From World Liberty Financial’s perspective, Sun crossed the line after the company froze his tokens to protect the ecosystem. In its X thread posted Monday morning, the project detailed how Sun’s entities allegedly engaged in prohibited transfers of WLFI tokens to Binance, straw purchases, and short sales while fully aware of the company’s contractual right to freeze holdings. It accused him of launching a coordinated smear campaign that is intended to tank the price of WLFI, which is already down more than 70% over the past year. The lawsuit seeks damages and a public retraction of Sun’s statements to his nearly 4 million X followers.

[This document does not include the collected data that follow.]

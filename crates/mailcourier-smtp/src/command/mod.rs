//! SMTP command builder.

use crate::types::Address;

/// SMTP command.
#[derive(Debug, Clone, PartialEq, Eq)]
pub enum Command {
    /// EHLO - Extended greeting
    Ehlo {
        /// Client display name
        hostname: String,
    },
    /// STARTTLS - Upgrade to TLS
    StartTls,
    /// AUTH PLAIN with the encoded initial response
    AuthPlain {
        /// base64 `\0user\0pass` payload
        payload: String,
    },
    /// AUTH LOGIN - begin the three-step LOGIN exchange
    AuthLogin,
    /// A bare base64 credential line inside the LOGIN exchange
    CredentialLine {
        /// base64 username or password
        payload: String,
    },
    /// MAIL FROM - Start mail transaction
    MailFrom {
        /// Sender address
        from: Address,
    },
    /// RCPT TO - Add recipient
    RcptTo {
        /// Recipient address
        to: Address,
    },
    /// DATA - Begin message data
    Data,
    /// QUIT - Close connection
    Quit,
}

impl Command {
    /// Serializes the command to bytes.
    #[must_use]
    pub fn serialize(&self) -> Vec<u8> {
        let mut buf = Vec::new();

        match self {
            Self::Ehlo { hostname } => {
                buf.extend_from_slice(b"EHLO ");
                buf.extend_from_slice(hostname.as_bytes());
            }
            Self::StartTls => {
                buf.extend_from_slice(b"STARTTLS");
            }
            Self::AuthPlain { payload } => {
                buf.extend_from_slice(b"AUTH PLAIN ");
                buf.extend_from_slice(payload.as_bytes());
            }
            Self::AuthLogin => {
                buf.extend_from_slice(b"AUTH LOGIN");
            }
            Self::CredentialLine { payload } => {
                buf.extend_from_slice(payload.as_bytes());
            }
            Self::MailFrom { from } => {
                buf.extend_from_slice(b"MAIL FROM:<");
                buf.extend_from_slice(from.as_str().as_bytes());
                buf.push(b'>');
            }
            Self::RcptTo { to } => {
                buf.extend_from_slice(b"RCPT TO:<");
                buf.extend_from_slice(to.as_str().as_bytes());
                buf.push(b'>');
            }
            Self::Data => {
                buf.extend_from_slice(b"DATA");
            }
            Self::Quit => {
                buf.extend_from_slice(b"QUIT");
            }
        }

        buf.extend_from_slice(b"\r\n");
        buf
    }

    /// Returns a loggable name; credential-bearing commands are censored.
    #[must_use]
    pub const fn name(&self) -> &'static str {
        match self {
            Self::Ehlo { .. } => "EHLO",
            Self::StartTls => "STARTTLS",
            Self::AuthPlain { .. } => "AUTH PLAIN [censored]",
            Self::AuthLogin => "AUTH LOGIN",
            Self::CredentialLine { .. } => "[credential line]",
            Self::MailFrom { .. } => "MAIL FROM",
            Self::RcptTo { .. } => "RCPT TO",
            Self::Data => "DATA",
            Self::Quit => "QUIT",
        }
    }
}

#[cfg(test)]
#[allow(
    clippy::unwrap_used,
    clippy::redundant_clone,
    clippy::manual_string_new,
    clippy::needless_collect,
    clippy::unreadable_literal,
    clippy::used_underscore_items,
    clippy::similar_names
)]
mod tests {
    use super::*;

    #[test]
    fn test_ehlo_command() {
        let cmd = Command::Ehlo {
            hostname: "client.example.com".to_string(),
        };
        assert_eq!(cmd.serialize(), b"EHLO client.example.com\r\n");
    }

    #[test]
    fn test_starttls_command() {
        let cmd = Command::StartTls;
        assert_eq!(cmd.serialize(), b"STARTTLS\r\n");
    }

    #[test]
    fn test_auth_plain() {
        let cmd = Command::AuthPlain {
            payload: "AHVzZXIAcGFzcw==".to_string(),
        };
        assert_eq!(cmd.serialize(), b"AUTH PLAIN AHVzZXIAcGFzcw==\r\n");
    }

    #[test]
    fn test_auth_login() {
        assert_eq!(Command::AuthLogin.serialize(), b"AUTH LOGIN\r\n");
    }

    #[test]
    fn test_credential_line_is_bare() {
        let cmd = Command::CredentialLine {
            payload: "dXNlcg==".to_string(),
        };
        assert_eq!(cmd.serialize(), b"dXNlcg==\r\n");
    }

    #[test]
    fn test_mail_from() {
        let cmd = Command::MailFrom {
            from: Address::new("sender@example.com").unwrap(),
        };
        assert_eq!(cmd.serialize(), b"MAIL FROM:<sender@example.com>\r\n");
    }

    #[test]
    fn test_rcpt_to_command() {
        let cmd = Command::RcptTo {
            to: Address::new("recipient@example.com").unwrap(),
        };
        assert_eq!(cmd.serialize(), b"RCPT TO:<recipient@example.com>\r\n");
    }

    #[test]
    fn test_data_command() {
        let cmd = Command::Data;
        assert_eq!(cmd.serialize(), b"DATA\r\n");
    }

    #[test]
    fn test_quit_command() {
        let cmd = Command::Quit;
        assert_eq!(cmd.serialize(), b"QUIT\r\n");
    }

    #[test]
    fn test_censored_names() {
        let auth = Command::AuthPlain {
            payload: "c2VjcmV0".to_string(),
        };
        assert!(!auth.name().contains("c2VjcmV0"));
        let line = Command::CredentialLine {
            payload: "c2VjcmV0".to_string(),
        };
        assert!(!line.name().contains("c2VjcmV0"));
    }
}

Sun tells a different story. He began complaining about the freeze in September, shortly after WLFI tokens became tradable, and filed his own federal lawsuit in California last month. Court filings show he purchased around 3 billion WLFI tokens starting in 2024 (worth around $45 million at the time), in addition to another 1 billion he received as an advisor. He alleges the company secretly installed tools allowing it to freeze, restrict, or even burn his holdings without cause, stripped his voting rights, and pressured him to make additional investments up to $200 million in a related stablecoin. Notably, Sun ramped up his public attacks on World Liberty Financial only after the SEC settled its long-running case against him and his companies in March for $10 million. He has since referred to himself as a “victim” of the company.

World Liberty and Sun are both controversial entities in crypto. Each has faced a variety of accusations of wrongdoing, though Sun’s track record stretches back further because he entered the space much earlier than the Trump-linked project.

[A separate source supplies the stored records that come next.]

//! Envelope address type.

use crate::error::{Error, Result};

/// Email address for the SMTP envelope.
///
/// This is the bare `local@domain` form used in `MAIL FROM` and `RCPT TO`;
/// display names belong to the message headers, which arrive pre-formatted.
#[derive(Debug, Clone, PartialEq, Eq, Hash)]
pub struct Address(String);

impl Address {
    /// Creates a new address from a string.
    ///
    /// # Errors
    ///
    /// Returns an error if the address is invalid.
    pub fn new(addr: impl Into<String>) -> Result<Self> {
        let addr = addr.into();
        Self::validate(&addr)?;
        Ok(Self(addr))
    }

    /// Returns the address as a string slice.
    #[must_use]
    pub fn as_str(&self) -> &str {
        &self.0
    }

    /// Validates an email address (basic validation).
    fn validate(addr: &str) -> Result<()> {
        if addr.is_empty() {
            return Err(Error::InvalidAddress("Address cannot be empty".into()));
        }

        if !addr.contains('@') {
            return Err(Error::InvalidAddress("Address must contain @".into()));
        }

        let parts: Vec<&str> = addr.split('@').collect();
        if parts.len() != 2 {
            return Err(Error::InvalidAddress(
                "Address must have exactly one @".into(),
            ));
        }

        if parts[0].is_empty() || parts[1].is_empty() {
            return Err(Error::InvalidAddress(
                "Local and domain parts cannot be empty".into(),
            ));
        }

        Ok(())
    }
}

impl std::fmt::Display for Address {
    fn fmt(&self, f: &mut std::fmt::Formatter<'_>) -> std::fmt::Result {
        write!(f, "{}", self.0)
    }
}

#[cfg(test)]
#[allow(
    clippy::unwrap_used,
    clippy::redundant_clone,
    clippy::manual_string_new,
    clippy::needless_collect,
    clippy::unreadable_literal,
    clippy::used_underscore_items,
    clippy::similar_names
)]
mod tests {
    use super::*;

    #[test]
    fn test_valid_address() {
        let addr = Address::new("user@example.com").unwrap();
        assert_eq!(addr.as_str(), "user@example.com");
    }

    #[test]
    fn test_invalid_address_no_at() {
        assert!(Address::new("userexample.com").is_err());
    }

    #[test]
    fn test_invalid_address_empty() {
        assert!(Address::new("").is_err());
    }

    #[test]
    fn test_invalid_address_empty_local() {
        assert!(Address::new("@example.com").is_err());
    }

    #[test]
    fn test_invalid_address_empty_domain() {
        assert!(Address::new("user@").is_err());
    }

    #[test]
    fn test_invalid_address_double_at() {
        assert!(Address::new("user@host@example.com").is_err());
    }

    #[test]
    fn test_display() {
        let addr = Address::new("user@example.com").unwrap();
        assert_eq!(format!("{addr}"), "user@example.com");
    }
}
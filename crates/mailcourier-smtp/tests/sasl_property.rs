//! Property tests for the SASL PLAIN payload.

use base64::Engine;
use base64::engine::general_purpose::STANDARD;
use proptest::prelude::*;

use mailcourier_smtp::sasl::{login_response, plain_response};

proptest! {
    /// The PLAIN payload is byte-exact base64 of `\0user\0pass` for any
    /// credentials, including ones containing NUL or non-ASCII characters.
    #[test]
    fn plain_payload_is_exact(user in any::<String>(), pass in any::<String>()) {
        let payload = plain_response(&user, &pass);
        let decoded = STANDARD.decode(&payload).unwrap();

        let mut expected = Vec::new();
        expected.push(0u8);
        expected.extend_from_slice(user.as_bytes());
        expected.push(0u8);
        expected.extend_from_slice(pass.as_bytes());

        prop_assert_eq!(decoded, expected);
    }

    /// LOGIN credential lines round-trip through base64 unchanged.
    #[test]
    fn login_lines_roundtrip(credential in any::<String>()) {
        let encoded = login_response(&credential);
        let decoded = STANDARD.decode(&encoded).unwrap();
        prop_assert_eq!(decoded, credential.as_bytes());
    }
}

The famous Spider-Man pointing meme is used to illustrate the conflict between WLFI and Justin Sun.
© The Internet

Recent controversies around World Liberty Financial include borrowing roughly $75 million in stablecoins by pledging 5 billion WLFI governance tokens as collateral on the closely affiliated Dolomite lending platform. Critics compared the move to FTX’s circular borrowing tactics before its 2022 collapse. Separately, a recent Bloomberg report revealed the project quietly sold an additional 5.9 billion WLFI tokens to private investors for hundreds of millions of dollars while early buyers remained locked out of 80% of their holdings with no clear unlock schedule.

Broader Trump administration corruption allegations have also swirled around the venture. A UAE investment firm linked to National Security Adviser Sheikh Tahnoon bin Zayed Al Nahyan bought a 49% stake for $500 million, with $187 million paid upfront to Trump family entities. That deal came right before the UAE gained approval to purchase hundreds of thousands of Nvidia AI chips that were previously blocked on national security grounds. Binance, whose co-founder Changpeng Zhao received a Trump pardon, holds about $2 billion in World Liberty Financial’s USD1 stablecoin, generating tens of millions in annual revenue for the project. Sun himself featured prominently in a letter to the SEC from House Democrats raising pay-to-play concerns over the crypto industry’s influence due to his large holdings in WLFI and the TRUMP memecoin.

Sun’s own controversies date back to the industry’s early days. The SEC’s now-settled case accused him of orchestrating wash trading through more than 600,000 fake trades that inflated TRX volume and generated $31 million in proceeds from unregistered token sales, along with undisclosed payments to celebrities for promotions. In 2018, shortly after launching TRON, he faced plagiarism claims when the project’s whitepaper copied large sections, diagrams, and technical concepts from other crypto projects without credit. Even Ethereum co-founder Vitalik Buterin publicly mocked the effort. A Bloomberg report last year also found Sun controls 63% of all TRX tokens, fueling long-standing worries about centralization on the network he markets as decentralized. These are just a few examples of the seemingly endless number of controversies Sun has found himself in over the years.

All of this comes at a time when crypto is facing a crisis of purpose due to all of the centralization that has crept into the space over time, and hacks of crypto projects are at an all-time high. This legal battle between two alleged crypto grifters is obviously not helpful, as it reinforces the view that the entire space is a scam at a time when the crypto lobby is seeking regulatory clarity in Congress, and voters already don’t trust Trump to police the industry.